The Cowsills made their first appearance on The Ed Sullivan Show on October 29, 1967. Although contracted for ten appearances, their second and final appearance was on December 24, 1967, after Bud confronted the Sullivan production team over a technical glitch during the performance.

Game show appearances included The Generation Gap with Barbara and Bob, and To Tell the Truth in which the panel had to identify the real Barbara Cowsill, which was No. 2; she received two votes while one of the two "imposters" also received two votes. During game play, the siblings stood behind the three contestants.

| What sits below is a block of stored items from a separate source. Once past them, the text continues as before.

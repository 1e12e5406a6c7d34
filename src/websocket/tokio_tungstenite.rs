//! Async WebSocket adapter over `tokio-tungstenite`

use std::ops::AsyncFnOnce;
use std::sync::Arc;

use futures::{SinkExt, StreamExt};
use http::HeaderMap;
use rustls::ClientConfig;
use tokio::io::{AsyncRead, AsyncWrite};
use tokio::net::TcpStream;
use tokio_tungstenite::tungstenite::protocol::WebSocketConfig;
use tokio_tungstenite::tungstenite::Error;
use tokio_tungstenite::{connect_async_tls_with_config, Connector, MaybeTlsStream, WebSocketStream};
use tracing::{debug, trace, warn};

use super::frame::{classify, ignore_closed, to_frame};
use super::handshake::handshake_request;
use super::{AsyncWebSocketClient, AsyncWebSocketConnection};
use crate::errors::WebSocketError;
use crate::models::Message;

/// [`AsyncWebSocketClient`] that opens sockets with `tokio-tungstenite`
///
/// Without a TLS config, `wss://` URLs use tokio-tungstenite's own default
/// connector.
#[derive(Debug, Clone, Default)]
pub struct TokioTungsteniteClient {
    config: WebSocketConfig,
    tls: Option<Arc<ClientConfig>>,
    headers: HeaderMap,
}

impl TokioTungsteniteClient {
    pub fn new(config: WebSocketConfig) -> Self {
        Self {
            config,
            ..Self::default()
        }
    }

    /// Use `tls` for `wss://` connections
    pub fn with_tls(mut self, tls: Arc<ClientConfig>) -> Self {
        self.tls = Some(tls);
        self
    }

    /// Send `headers` with every opening handshake
    pub fn with_headers(mut self, headers: HeaderMap) -> Self {
        self.headers = headers;
        self
    }

    pub fn config(&self) -> &WebSocketConfig {
        &self.config
    }

    pub fn headers(&self) -> &HeaderMap {
        &self.headers
    }

    pub fn tls(&self) -> Option<&Arc<ClientConfig>> {
        self.tls.as_ref()
    }
}

impl From<WebSocketConfig> for TokioTungsteniteClient {
    fn from(config: WebSocketConfig) -> Self {
        Self::new(config)
    }
}

impl AsyncWebSocketClient for TokioTungsteniteClient {
    type Connection = TokioTungsteniteConnection<MaybeTlsStream<TcpStream>>;
    type Error = WebSocketError<Error>;

    async fn connect<T, E, F>(&self, url: &str, scope: F) -> Result<T, E>
    where
        F: AsyncFnOnce(&mut Self::Connection) -> Result<T, E>,
        E: From<Self::Error>,
    {
        debug!(url = %url, backend = "tokio-tungstenite", tls = self.tls.is_some(), "Opening WebSocket");

        let request = handshake_request(url, &self.headers).map_err(WebSocketError::Backend)?;
        let connector = self.tls.clone().map(Connector::Rustls);
        let (stream, response) =
            connect_async_tls_with_config(request, Some(self.config), false, connector)
                .await
                .map_err(WebSocketError::Backend)?;
        trace!(status = response.status().as_u16(), "WebSocket handshake complete");

        // Dropped with this future on cancellation, which releases the socket
        let mut connection = TokioTungsteniteConnection::new(stream);
        let result = scope(&mut connection).await;
        let closed = connection.close().await;

        match (result, closed) {
            (Ok(value), Ok(())) => Ok(value),
            (Ok(_), Err(err)) => Err(E::from(err)),
            (Err(err), Ok(())) => Err(err),
            (Err(err), Err(close_err)) => {
                warn!(error = %close_err, "WebSocket close failed after scope error");
                Err(err)
            }
        }
    }
}

/// An async WebSocket connection over any tokio byte stream
#[derive(Debug)]
pub struct TokioTungsteniteConnection<S> {
    stream: WebSocketStream<S>,
}

impl<S> TokioTungsteniteConnection<S>
where
    S: AsyncRead + AsyncWrite + Unpin,
{
    /// Wrap a stream whose handshake has already completed
    pub fn new(stream: WebSocketStream<S>) -> Self {
        Self { stream }
    }

    pub fn get_ref(&self) -> &WebSocketStream<S> {
        &self.stream
    }

    async fn close(&mut self) -> Result<(), WebSocketError<Error>> {
        debug!("Closing WebSocket");
        ignore_closed(self.stream.close(None).await)?;
        Ok(())
    }
}

impl<S> AsyncWebSocketConnection for TokioTungsteniteConnection<S>
where
    S: AsyncRead + AsyncWrite + Unpin + Send,
{
    type Error = WebSocketError<Error>;

    async fn send(&mut self, message: Message) -> Result<(), Self::Error> {
        trace!(kind = message.type_name(), bytes = message.as_bytes().len(), "Sending frame");
        SinkExt::send(&mut self.stream, to_frame(message)).await?;
        Ok(())
    }

    async fn receive(&mut self) -> Result<Message, Self::Error> {
        match self.stream.next().await {
            Some(frame) => {
                let frame = frame?;
                trace!(bytes = frame.len(), "Frame received");
                classify(frame)
            }
            None => Err(WebSocketError::Backend(Error::ConnectionClosed)),
        }
    }
}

They starred in their own television special, called A Family Thing, in November 1968 on NBC, which guest-starred Buddy Ebsen. By 1969 Screen Gems approached the family to portray themselves in their own TV sitcom, but when they were told that their mother was to be replaced by actress Shirley Jones the deal fell through. Screen Gems later hired Jones' stepson David Cassidy to join the TV show The Partridge Family, and to have a four-year run on ABC Television.

The Cowsills were also known as spokespeople for the American Dairy Association, appearing in advertisements promoting milk. They performed the theme for the David Niven film The Impossible Years (1968), and also sang the theme for Love American Style during the first season (1969).

On August 10, 2010, the documentary film, Family Band: The Cowsills Story debuted at the Rhode Island International Film Festival. On March 6, 2013, the film made its network television debut on Showtime. The film, directed by Louise Palanker and co-directed / edited by Bill Filipiak, tells the behind the scenes story of the family, their rise to fame and subsequent fall due to their father's controlling and abusive nature. The film features interviews with Tommy James, Shirley Jones, and radio personality Cousin Brucie.

In 2019, Bob, Paul, and Susan Cowsill were interviewed by journalist Rod Labbe for RetroFan magazine, in which they discussed their careers and lives together and apart.